A Multiwavelength Analytical Centrifuge platform for Solute Characterisation
Lead Research Organisation:
University of East Anglia
Department Name: Biological Sciences
Abstract
Sedimentation of samples by an analytical ultracentrifuge (AUC) is rightly described as the gold standard for the characterisation of a wide range of particles in solution, including proteins, oligonucleotides, polysaccharides, micelles and nanoparticles. By monitoring the migration of particles in an applied centrifugal field, information about the size, shape and distribution of samples can be directly obtained. This information can be used to identify the distribution of oligomeric states, characterise protein-ligand binding, and provide structural information about different complexes.
The Beckman XL-I/A AUC at the University of East Anglia (UEA) is now over 25 years old and many iterations behind current state of the art equipment. While it is still being used, data aquisition is slow and can only be reliably collected at a single wavelength. The latest Beckman Coulter Optima AUC allows for multiple wavelengths to be measured during the experiment, with faster measurements allowing for higher resolution data to be collected with greater accuracy. Access to this state of the art instrument would greatly improve the quality and scope of experiments that investigate the properties of proteins in solution.
Within the Norwich Research Park (NRP) and beyond, there are many research projects that are linked to BBSRC strategic goals and require information about the properties of samples in solution. These range from initial studies confirming the multimeric state of newly discovered proteins and protein complexes, to more detailed studies that investigate interactions between proteins and a different of ligands, including metal containing cofactors such as: hemes, iron-sulfur clusters and cobalalamin derivatives; organic cofactors such as flavin groups; ATP derivatives and caroteniods or oligonucleotides of DNA and RNA. By recording the sedimentation over time of a sample at different wavelengths a better understanding of protein-ligand interactions can be obtained. This information can include whether the ligan remains bound to the protein, the distribution of the ligand within different multimeric protein forms, or how the shape of the protein is affected by the presence of the ligand.
Data obtained by AUC can greatly accelerate the understanding of the impact of different ligands on different conformational states of proteins, and how proteins behave in different solutions. This information is essential for studies that investigate the molecular mechanism of proteins and how conformational state is linked to function. For advanced techniques such as CryoEM, this information can help identify relevant protein forms for detailed analysis, support the screening of drug ligands in stabilising discrete conformations of transporters, and provide a tool for the optimisation of biotechnologically important systems, where knowledge of the conformation and oligomeric state of a system is essential for fully defining it's biophysical properties.
Analytical Ultracentrifugation at the UEA has a proven track record of use by groups across the NRP and the wider scientific community to drive exceptional research, and has proved invaluable for the characterisation of protein systems. The proposed new AUC will open new avenues of research, while providing high quality experimental data and training experience for new investigators.

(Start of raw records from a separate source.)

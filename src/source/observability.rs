use std::fmt;
use std::sync::Arc;

use crate::apartment::ApartmentSortKey;
use crate::error::SourceError;
use crate::types::{Pagination, SortDirection, Sorting};

/// Severity classification used for observer callbacks and alerting thresholds.
#[derive(Debug, Clone, Copy, PartialEq, Eq, PartialOrd, Ord)]
pub enum LoadSeverity {
    /// Informational event.
    Info,
    /// Warning-level event (non-fatal).
    Warning,
    /// Error-level event (the load failed).
    Error,
    /// Critical error (I/O or other infrastructure failures).
    Critical,
}

impl LoadSeverity {
    /// Severity assigned to a failed load.
    pub fn for_error(error: &SourceError) -> Self {
        match error {
            SourceError::Io(_) => Self::Critical,
            SourceError::Json(e) if e.is_io() => Self::Critical,
            SourceError::Json(_) | SourceError::InvalidPayload { .. } => Self::Error,
        }
    }
}

/// Context about a load attempt: where the listing came from and which page of it was asked for.
#[derive(Debug, Clone, PartialEq, Eq)]
pub struct LoadContext {
    /// Human-readable description of the source (path, endpoint, ...).
    pub source: String,
    /// Requested page window.
    pub pagination: Pagination,
    /// Requested ordering.
    pub sorting: Sorting<ApartmentSortKey>,
    /// `true` if any price, area or room-count filter was set.
    pub filtered: bool,
}

impl LoadContext {
    /// Sort key name for logs, or `"none"` when the listing keeps its source order.
    pub fn sort_label(&self) -> &'static str {
        self.sorting.active_key().map_or("none", |key| key.as_str())
    }

    /// Whether records matching the filters remain after the page described by `stats`.
    pub fn has_more_pages(&self, stats: &LoadStats) -> bool {
        stats.responded && self.pagination.from.saturating_add(stats.returned) < stats.total
    }
}

/// Stats reported on a successful load.
#[derive(Debug, Clone, Copy, PartialEq, Eq)]
pub struct LoadStats {
    /// Number of records the source returned (`0` for an empty response).
    pub fetched: usize,
    /// Number of records matching the filters.
    pub total: usize,
    /// Number of records on the resulting page.
    pub returned: usize,
    /// `false` if the source returned no response at all.
    pub responded: bool,
}

/// Observer interface for load outcomes.
///
/// Implementors can record metrics, logs, or trigger alerts.
pub trait LoadObserver: Send + Sync {
    /// Called when a load completes without error (including empty responses).
    fn on_success(&self, _ctx: &LoadContext, _stats: LoadStats) {}

    /// Called when a load fails.
    fn on_failure(&self, _ctx: &LoadContext, _severity: LoadSeverity, _error: &SourceError) {}

    /// Called when a load failure meets the alert threshold.
    ///
    /// Default behavior forwards to [`Self::on_failure`].
    fn on_alert(&self, ctx: &LoadContext, severity: LoadSeverity, error: &SourceError) {
        self.on_failure(ctx, severity, error);
    }
}

/// An observer that fans out callbacks to a list of observers.
#[derive(Default)]
pub struct CompositeObserver {
    observers: Vec<Arc<dyn LoadObserver>>,
}

impl CompositeObserver {
    /// Create a new composite observer from a list of observers.
    pub fn new(observers: Vec<Arc<dyn LoadObserver>>) -> Self {
        Self { observers }
    }
}

impl fmt::Debug for CompositeObserver {
    fn fmt(&self, f: &mut fmt::Formatter<'_>) -> fmt::Result {
        f.debug_struct("CompositeObserver")
            .field("observers_len", &self.observers.len())
            .finish()
    }
}

impl LoadObserver for CompositeObserver {
    fn on_success(&self, ctx: &LoadContext, stats: LoadStats) {
        for o in &self.observers {
            o.on_success(ctx, stats);
        }
    }

    fn on_failure(&self, ctx: &LoadContext, severity: LoadSeverity, error: &SourceError) {
        for o in &self.observers {
            o.on_failure(ctx, severity, error);
        }
    }

    fn on_alert(&self, ctx: &LoadContext, severity: LoadSeverity, error: &SourceError) {
        for o in &self.observers {
            o.on_alert(ctx, severity, error);
        }
    }
}

/// Logs load events through `tracing`.
#[derive(Debug, Default)]
pub struct TracingLoadObserver;

impl LoadObserver for TracingLoadObserver {
    fn on_success(&self, ctx: &LoadContext, stats: LoadStats) {
        if stats.responded {
            tracing::info!(
                source = %ctx.source,
                fetched = stats.fetched,
                total = stats.total,
                returned = stats.returned,
                from = ctx.pagination.from,
                sort_by = ctx.sort_label(),
                descending = ctx.sorting.direction == SortDirection::Desc,
                filtered = ctx.filtered,
                more = ctx.has_more_pages(&stats),
                "apartments loaded"
            );
        } else {
            tracing::warn!(source = %ctx.source, "apartments source returned no response");
        }
    }

    fn on_failure(&self, ctx: &LoadContext, severity: LoadSeverity, error: &SourceError) {
        tracing::error!(
            source = %ctx.source,
            ?severity,
            %error,
            from = ctx.pagination.from,
            sort_by = ctx.sort_label(),
            "apartments load failed"
        );
    }

    fn on_alert(&self, ctx: &LoadContext, severity: LoadSeverity, error: &SourceError) {
        tracing::error!(source = %ctx.source, ?severity, %error, alert = true, "apartments load alert");
    }
}
//! The in-memory query pipeline: filter → count → sort → paginate.
//!
//! The pipeline is a pure function of its inputs. Order matters: `total` is taken after filtering
//! and before pagination, so it always reflects every matching record.
//!
//! - [`filter()`]: stable single-pass filtering by a [`RecordFilter`]
//! - [`sort()`]: stable sort by a [`SortKey`] (skipped when no key/direction is set)
//! - [`paginate()`]: clamped `[from, from + limit)` window
//! - [`run()`]: all of the above, producing a [`QueryResult`]
//!
//! ## Example
//!
//! ```rust
//! use apartment_catalog::apartment::{Apartment, ApartmentSortKey, ApartmentsFilters};
//! use apartment_catalog::processing::run;
//! use apartment_catalog::types::{Pagination, Sorting};
//!
//! let records = vec![
//!     Apartment::new("a", 100, 40.0, 2),
//!     Apartment::new("b", 200, 60.0, 3),
//!     Apartment::new("c", 150, 50.0, 2),
//! ];
//! let filters = ApartmentsFilters {
//!     rooms_counts: vec![2],
//!     ..Default::default()
//! };
//!
//! let result = run(
//!     &records,
//!     &filters,
//!     &Sorting::asc(ApartmentSortKey::Price),
//!     &Pagination::new(0, 10),
//! );
//!
//! assert_eq!(result.total, 2);
//! let prices: Vec<u64> = result.items.iter().map(|a| a.price).collect();
//! assert_eq!(prices, vec![100, 150]);
//! ```

pub mod filter;
pub mod paginate;
pub mod sort;

pub use filter::{filter, KeepAll, RecordFilter};
pub use paginate::paginate;
pub use sort::{sort, SortKey};

use crate::types::{Pagination, QueryResult, Sorting};

/// Run the full pipeline over `records`.
pub fn run<R, F, K>(
    records: &[R],
    filter: &F,
    sorting: &Sorting<K>,
    pagination: &Pagination,
) -> QueryResult<R>
where
    R: Clone,
    F: RecordFilter<R> + ?Sized,
    K: SortKey<R> + Sync,
{
    let mut matched = self::filter(records, filter);
    let total = matched.len();
    self::sort(&mut matched, sorting);
    QueryResult {
        items: paginate::paginate_owned(matched, pagination),
        total,
    }
}
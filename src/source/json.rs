//! JSON-backed apartment source.
//!
//! Supported payloads:
//! - A JSON array of listing objects: `[{...}, {...}]`
//! - Newline-delimited JSON (NDJSON): one listing object per line, at least two lines
//! - `null` or an empty body, which mean "no response"

use std::fs;
use std::path::{Path, PathBuf};

use crate::apartment::Apartment;
use crate::error::{SourceError, SourceResult};

use super::{ApartmentsSource, ApiConfig};

/// Reads listings from a JSON file on every fetch.
#[derive(Debug, Clone, PartialEq, Eq)]
pub struct JsonSource {
    path: PathBuf,
}

impl JsonSource {
    /// Source reading `path`.
    pub fn new(path: impl AsRef<Path>) -> Self {
        Self {
            path: path.as_ref().to_path_buf(),
        }
    }

    /// Source reading the configured apartments endpoint under `root`.
    pub fn under(root: impl AsRef<Path>, config: &ApiConfig) -> Self {
        let endpoint = config.apartments_endpoint.trim_start_matches('/');
        Self::new(root.as_ref().join(endpoint))
    }

    /// Path this source reads.
    pub fn path(&self) -> &Path {
        &self.path
    }
}

impl ApartmentsSource for JsonSource {
    fn fetch(&self) -> SourceResult<Option<Vec<Apartment>>> {
        let text = fs::read_to_string(&self.path)?;
        parse_apartments(&text)
    }

    fn describe(&self) -> String {
        self.path.display().to_string()
    }
}

/// Parse a listings payload.
///
/// Returns `Ok(None)` for an empty body or a JSON `null`.
pub fn parse_apartments(input: &str) -> SourceResult<Option<Vec<Apartment>>> {
    let trimmed = input.trim();
    if trimmed.is_empty() {
        return Ok(None);
    }

    // First try parsing as a single JSON value (array or null).
    if let Ok(v) = serde_json::from_str::<serde_json::Value>(trimmed) {
        return match v {
            serde_json::Value::Null => Ok(None),
            serde_json::Value::Array(_) => Ok(Some(serde_json::from_value(v)?)),
            _ => Err(SourceError::InvalidPayload {
                message: "json must be null, an array of listings, or NDJSON".to_string(),
            }),
        };
    }

    // Fall back to NDJSON.
    let mut out = Vec::new();
    for (i, line) in trimmed.lines().enumerate() {
        let line = line.trim();
        if line.is_empty() {
            continue;
        }
        let apartment = serde_json::from_str::<Apartment>(line).map_err(|e| {
            SourceError::InvalidPayload {
                message: format!("invalid ndjson at line {}: {}", i + 1, e),
            }
        })?;
        out.push(apartment);
    }
    Ok(Some(out))
}
//! Page window extraction.

use crate::types::Pagination;

/// Returns the records in `pagination`'s window, clamped to bounds.
///
/// An offset past the end yields an empty page.
pub fn paginate<R: Clone>(records: &[R], pagination: &Pagination) -> Vec<R> {
    records[pagination.range(records.len())].to_vec()
}

/// Owned variant of [`paginate`] that avoids cloning the kept records.
pub(crate) fn paginate_owned<R>(mut records: Vec<R>, pagination: &Pagination) -> Vec<R> {
    let range = pagination.range(records.len());
    records.truncate(range.end);
    records.drain(..range.start);
    records
}
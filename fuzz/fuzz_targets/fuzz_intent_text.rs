//! Fuzz target: intent parsing surfaces
//!
//! Drives arbitrary text through the free-text resolver (both locales) and
//! the raw `(channel, action)` parser. Neither may panic, and a resolved
//! intent must survive a round trip through its own ids.
//!
//! cargo fuzz run fuzz_intent_text

#![no_main]

use libfuzzer_sys::fuzz_target;
use lampctl::app::commands::{Intent, IntentParams};
use lampctl::app::phrases::{Locale, resolve};

fuzz_target!(|data: &[u8]| {
    let Ok(text) = std::str::from_utf8(data) else {
        return;
    };

    for locale in [Locale::En, Locale::Es] {
        if let Some(intent) = resolve(text, locale) {
            let again = Intent::parse(
                intent.target.as_str(),
                intent.action.as_str(),
                IntentParams::default(),
            );
            assert_eq!(again, Ok(intent));
        }
    }

    let (channel, action) = text.split_once(' ').unwrap_or((text, ""));
    let _ = Intent::parse(channel, action, IntentParams::default());
});
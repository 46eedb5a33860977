//! Application core — intent handling, zero direct I/O.
//!
//! This module turns resolved or free-text intents into registry
//! operations. All interaction with hardware happens through the **port
//! traits** defined in [`ports`], keeping this layer fully testable without
//! real peripherals.

pub mod commands;
pub mod events;
pub mod phrases;
pub mod ports;
pub mod service;
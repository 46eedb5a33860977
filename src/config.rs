//! System configuration parameters
//!
//! Which outputs exist, where they are wired, and the timing defaults the
//! intent executor falls back to. Loaded from a JSON file by the host
//! binary; every field has a default matching the reference board.

use std::path::Path;

use serde::{Deserialize, Serialize};

use crate::app::phrases::Locale;
use crate::drivers::channel::LedColour;
use crate::error::ConfigError;
use crate::pins;

/// One LED output.
#[derive(Debug, Clone, Copy, PartialEq, Eq, Serialize, Deserialize)]
pub struct LedConfig {
    pub colour: LedColour,
    /// BCM GPIO number.
    pub gpio: u8,
}

/// Core system configuration
#[derive(Debug, Clone, PartialEq, Serialize, Deserialize)]
#[serde(default)]
pub struct SystemConfig {
    // --- Outputs ---
    /// LED channels, in display order
    pub leds: Vec<LedConfig>,
    /// Buzzer BCM GPIO
    pub buzzer_gpio: u8,
    /// Temperature/humidity sensor data BCM GPIO
    pub sensor_gpio: u8,

    // --- Blink ---
    /// Default blink half-period (milliseconds)
    pub blink_interval_ms: u32,
    /// Shortest accepted blink half-period (milliseconds)
    pub min_interval_ms: u32,
    /// Longest accepted blink half-period (milliseconds); bounds how long a
    /// fixed blink can hold its channel
    pub max_interval_ms: u32,
    /// Default cycle count for a fixed blink
    pub pulse_times: u32,
    /// Largest accepted cycle count for a fixed blink
    pub max_pulse_times: u32,
    /// How long a request waits for a superseded blink task to exit (milliseconds)
    pub cancel_timeout_ms: u32,

    // --- Buzzer ---
    /// Default buzzer pulse length (milliseconds)
    pub buzz_duration_ms: u32,
    /// Longest accepted buzzer pulse (milliseconds)
    pub max_buzz_ms: u32,

    // --- Free text ---
    /// Phrase table used for free-text intents
    pub locale: Locale,
}

impl Default for SystemConfig {
    fn default() -> Self {
        Self {
            leds: vec![
                LedConfig {
                    colour: LedColour::White,
                    gpio: pins::WHITE_LED_GPIO,
                },
                LedConfig {
                    colour: LedColour::Blue,
                    gpio: pins::BLUE_LED_GPIO,
                },
                LedConfig {
                    colour: LedColour::Red,
                    gpio: pins::RED_LED_GPIO,
                },
            ],
            buzzer_gpio: pins::BUZZER_GPIO,
            sensor_gpio: pins::DHT_GPIO,

            blink_interval_ms: 500,
            min_interval_ms: 10,
            max_interval_ms: 60_000,
            pulse_times: 3,
            max_pulse_times: 100,
            cancel_timeout_ms: 1000,

            buzz_duration_ms: 500,
            max_buzz_ms: 10_000,

            locale: Locale::En,
        }
    }
}

impl SystemConfig {
    /// Reject values the controller cannot run with. Invalid ranges are
    /// refused, not clamped.
    pub fn validate(&self) -> Result<(), ConfigError> {
        if self.leds.is_empty() {
            return Err(ConfigError::ValidationFailed("leds: at least one channel required"));
        }
        if self.leds.len() > LedColour::ALL.len() {
            return Err(ConfigError::TooManyChannels);
        }
        for (i, led) in self.leds.iter().enumerate() {
            if self.leds[..i].iter().any(|l| l.colour == led.colour) {
                return Err(ConfigError::DuplicateChannel(led.colour));
            }
            if self.leds[..i].iter().any(|l| l.gpio == led.gpio)
                || led.gpio == self.buzzer_gpio
                || led.gpio == self.sensor_gpio
            {
                return Err(ConfigError::ValidationFailed("gpio assigned twice"));
            }
        }
        if self.buzzer_gpio == self.sensor_gpio {
            return Err(ConfigError::ValidationFailed("gpio assigned twice"));
        }
        if self.min_interval_ms == 0 {
            return Err(ConfigError::ValidationFailed("min_interval_ms must be > 0"));
        }
        if self.max_interval_ms < self.min_interval_ms {
            return Err(ConfigError::ValidationFailed(
                "max_interval_ms below min_interval_ms",
            ));
        }
        if !(self.min_interval_ms..=self.max_interval_ms).contains(&self.blink_interval_ms) {
            return Err(ConfigError::ValidationFailed(
                "blink_interval_ms must be in min_interval_ms..=max_interval_ms",
            ));
        }
        if self.pulse_times == 0 || self.pulse_times > self.max_pulse_times {
            return Err(ConfigError::ValidationFailed(
                "pulse_times must be in 1..=max_pulse_times",
            ));
        }
        if self.buzz_duration_ms == 0 || self.buzz_duration_ms > self.max_buzz_ms {
            return Err(ConfigError::ValidationFailed(
                "buzz_duration_ms must be in 1..=max_buzz_ms",
            ));
        }
        if self.cancel_timeout_ms == 0 {
            return Err(ConfigError::ValidationFailed("cancel_timeout_ms must be > 0"));
        }
        Ok(())
    }

    /// Read and validate a JSON config file.
    pub fn load(path: &Path) -> anyhow::Result<Self> {
        let text = std::fs::read_to_string(path)?;
        let config: Self = serde_json::from_str(&text)?;
        config.validate()?;
        Ok(config)
    }
}
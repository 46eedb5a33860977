//! Per-channel blink supervision.
//!
//! Each LED channel owns one [`BlinkSupervisor`]. The supervisor holds at
//! most one background blink task and enforces the single-driver rule:
//! a new blink (or any steady set) first cancels the running task and waits,
//! bounded by the configured timeout, until the task has observably exited.
//! Only then may anything else write the channel's actuator.
//!
//! ```text
//!            start_continuous               stop / cancel
//!   Idle ──────────────────────▶ Running ──────────────────▶ Idle
//!     │                                                        ▲
//!     └──────── run_fixed (caller blocks, times × 2 × interval)┘
//! ```
//!
//! ## Signalling
//!
//! - **cancel**: a `bounded(1)` channel. The task sleeps with
//!   `recv_timeout(interval)`, so cancellation is observed as soon as it is
//!   sent, never mid-write. Dropping the supervisor drops the sender, which
//!   the task also treats as cancellation.
//! - **done**: a zero-capacity channel whose only sender lives inside the
//!   task closure. It disconnects when the task returns (or unwinds), which
//!   the supervisor waits for with a timeout before joining.

use std::sync::atomic::{AtomicUsize, Ordering};
use std::sync::{Arc, Mutex, PoisonError};
use std::thread::{self, JoinHandle};
use std::time::Duration;

use crossbeam_channel::{Receiver, RecvTimeoutError, Sender, bounded};
use log::{debug, info, warn};

use crate::drivers::actuator::ActuatorCell;
use crate::drivers::channel::LedColour;
use crate::error::BlinkError;

// ───────────────────────────────────────────────────────────────
// ShutdownSignal
// ───────────────────────────────────────────────────────────────

/// Process-wide stop signal.
///
/// Fixed blinks and buzzer pulses run on the caller's thread; they sleep on
/// this signal so that [`fire`](Self::fire) cuts them short.
pub struct ShutdownSignal {
    tx: Mutex<Option<Sender<()>>>,
    rx: Receiver<()>,
}

impl ShutdownSignal {
    pub fn new() -> Self {
        let (tx, rx) = bounded(1);
        Self {
            tx: Mutex::new(Some(tx)),
            rx,
        }
    }

    /// Trip the signal. Every current and future [`sleep`](Self::sleep)
    /// returns `false` immediately.
    pub fn fire(&self) {
        self.tx.lock().unwrap_or_else(PoisonError::into_inner).take();
    }

    pub fn is_fired(&self) -> bool {
        matches!(
            self.rx.try_recv(),
            Err(crossbeam_channel::TryRecvError::Disconnected)
        )
    }

    /// Sleep for `dur`. Returns `true` if the full duration elapsed,
    /// `false` if shutdown was signalled first.
    pub fn sleep(&self, dur: Duration) -> bool {
        matches!(self.rx.recv_timeout(dur), Err(RecvTimeoutError::Timeout))
    }
}

impl Default for ShutdownSignal {
    fn default() -> Self {
        Self::new()
    }
}

// ───────────────────────────────────────────────────────────────
// BlinkSupervisor
// ───────────────────────────────────────────────────────────────

struct BlinkTask {
    cancel: Sender<()>,
    done: Receiver<()>,
    handle: JoinHandle<()>,
    interval: Duration,
}

/// Counts a blink thread as live from just before spawn until its loop
/// has returned.
struct LiveGuard(Arc<AtomicUsize>);

impl LiveGuard {
    fn enter(count: &Arc<AtomicUsize>) -> Self {
        count.fetch_add(1, Ordering::AcqRel);
        Self(Arc::clone(count))
    }
}

impl Drop for LiveGuard {
    fn drop(&mut self) {
        self.0.fetch_sub(1, Ordering::AcqRel);
    }
}

/// Owns the (at most one) background blink task of a channel.
pub struct BlinkSupervisor {
    channel: LedColour,
    join_timeout: Duration,
    task: Option<BlinkTask>,
    live: Arc<AtomicUsize>,
}

impl BlinkSupervisor {
    pub fn new(channel: LedColour, join_timeout: Duration) -> Self {
        Self {
            channel,
            join_timeout,
            task: None,
            live: Arc::new(AtomicUsize::new(0)),
        }
    }

    /// Blink threads of this channel whose loop has not yet returned.
    /// Never more than one.
    pub fn live_tasks(&self) -> usize {
        self.live.load(Ordering::Acquire)
    }

    /// Shared handle to the live-task count, for lock-free readers.
    pub fn live_counter(&self) -> Arc<AtomicUsize> {
        Arc::clone(&self.live)
    }

    /// Whether a continuous blink task is tracked (running, or wedged after a
    /// failed cancellation wait).
    pub fn is_running(&self) -> bool {
        self.task.is_some()
    }

    /// Half-period of the running task, if any.
    pub fn interval(&self) -> Option<Duration> {
        self.task.as_ref().map(|t| t.interval)
    }

    /// Signal the running task to stop without waiting for it.
    pub fn cancel(&self) {
        if let Some(task) = &self.task {
            // A full buffer means cancellation is already pending.
            let _ = task.cancel.try_send(());
        }
    }

    /// Cancel the running task and wait for it to exit.
    ///
    /// On timeout the task stays tracked so a later call retries the wait;
    /// nothing else may drive the actuator until it succeeds.
    pub fn stop(&mut self) -> Result<(), BlinkError> {
        let Some(task) = self.task.take() else {
            return Ok(());
        };
        let _ = task.cancel.try_send(());

        match task.done.recv_timeout(self.join_timeout) {
            Ok(()) | Err(RecvTimeoutError::Disconnected) => {
                if task.handle.join().is_err() {
                    warn!("{} blink task panicked", self.channel);
                }
                debug!("{} blink task stopped", self.channel);
                Ok(())
            }
            Err(RecvTimeoutError::Timeout) => {
                warn!(
                    "{} blink task ignored cancellation for {} ms",
                    self.channel,
                    self.join_timeout.as_millis()
                );
                self.task = Some(task);
                Err(BlinkError::CancelTimeout {
                    channel: self.channel,
                    waited_ms: self.join_timeout.as_millis() as u64,
                })
            }
        }
    }

    /// Supersede any running task with a new continuous blink.
    ///
    /// Returns once the new task is launched; the loop itself runs until
    /// cancelled and leaves the output wherever it was when cancellation
    /// was observed. The caller sets the terminal state.
    pub fn start_continuous(
        &mut self,
        output: ActuatorCell,
        interval: Duration,
    ) -> Result<(), BlinkError> {
        self.stop()?;

        let (cancel_tx, cancel_rx) = bounded::<()>(1);
        let (done_tx, done_rx) = bounded::<()>(0);
        let channel = self.channel;
        let live = LiveGuard::enter(&self.live);

        let handle = thread::Builder::new()
            .name(format!("blink-{channel}"))
            .spawn(move || {
                // Dropped in reverse order: the live count falls before
                // `done` disconnects.
                let _done = done_tx;
                let _live = live;
                blink_loop(channel, &output, interval, &cancel_rx);
            })
            .map_err(|e| {
                warn!("{} blink task spawn failed: {}", channel, e);
                BlinkError::SpawnFailed(channel)
            })?;

        info!("{} blinking every {} ms", channel, interval.as_millis());
        self.task = Some(BlinkTask {
            cancel: cancel_tx,
            done: done_rx,
            handle,
            interval,
        });
        Ok(())
    }

    /// Stop any continuous task, then run `times` on/off cycles on the
    /// calling thread. Returns the number of completed cycles, which is
    /// short of `times` only when `shutdown` fired mid-run. The output is
    /// always left off.
    pub fn run_fixed(
        &mut self,
        output: &ActuatorCell,
        times: u32,
        interval: Duration,
        shutdown: &ShutdownSignal,
    ) -> Result<u32, BlinkError> {
        self.stop()?;

        let mut completed = 0;
        for _ in 0..times {
            output.set(true);
            let slept = shutdown.sleep(interval);
            output.set(false);
            if !slept || !shutdown.sleep(interval) {
                break;
            }
            completed += 1;
        }

        if completed < times {
            info!(
                "{} fixed blink cut short by shutdown after {}/{} cycles",
                self.channel, completed, times
            );
        }
        Ok(completed)
    }
}

/// Toggle until cancelled. Each write completes before the cancellation
/// check, so the output is never left half-way through a transition.
fn blink_loop(channel: LedColour, output: &ActuatorCell, interval: Duration, cancel: &Receiver<()>) {
    let mut cycles: u64 = 0;
    loop {
        output.set(true);
        if cancelled(cancel, interval) {
            break;
        }
        output.set(false);
        if cancelled(cancel, interval) {
            break;
        }
        cycles += 1;
    }
    debug!("{} blink loop exiting after {} cycles", channel, cycles);
}

fn cancelled(cancel: &Receiver<()>, interval: Duration) -> bool {
    !matches!(cancel.recv_timeout(interval), Err(RecvTimeoutError::Timeout))
}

The Beckman XL-I/A AUC at the University of East Anglia (UEA) is now over 25 years old and many iterations behind current state of the art equipment. While it is still being used, data aquisition is slow and can only be reliably collected at a single wavelength. The latest Beckman Coulter Optima AUC allows for multiple wavelengths to be measured during the experiment, with faster measurements allowing for higher resolution data to be collected with greater accuracy. Access to this state of the art instrument would greatly improve the quality and scope of experiments that investigate the properties of proteins in solution.
Within the Norwich Research Park (NRP) and beyond, there are many research projects that are linked to BBSRC strategic goals and require information about the properties of samples in solution. These range from initial studies confirming the multimeric state of newly discovered proteins and protein complexes, to more detailed studies that investigate interactions between proteins and a different of ligands, including metal containing cofactors such as: hemes, iron-sulfur clusters and cobalalamin derivatives; organic cofactors such as flavin groups; ATP derivatives and caroteniods or oligonucleotides of DNA and RNA. By recording the sedimentation over time of a sample at different wavelengths a better understanding of protein-ligand interactions can be obtained. This information can include whether the ligan remains bound to the protein, the distribution of the ligand within different multimeric protein forms, or how the shape of the protein is affected by the presence of the ligand.
Data obtained by AUC can greatly accelerate the understanding of the impact of different ligands on different conformational states of proteins, and how proteins behave in different solutions. This information is essential for studies that investigate the molecular mechanism of proteins and how conformational state is linked to function. For advanced techniques such as CryoEM, this information can help identify relevant protein forms for detailed analysis, support the screening of drug ligands in stabilising discrete conformations of transporters, and provide a tool for the optimisation of biotechnologically important systems, where knowledge of the conformation and oligomeric state of a system is essential for fully defining it's biophysical properties.
Analytical Ultracentrifugation at the UEA has a proven track record of use by groups across the NRP and the wider scientific community to drive exceptional research, and has proved invaluable for the characterisation of protein systems. The proposed new AUC will open new avenues of research, while providing high quality experimental data and training experience for new investigators.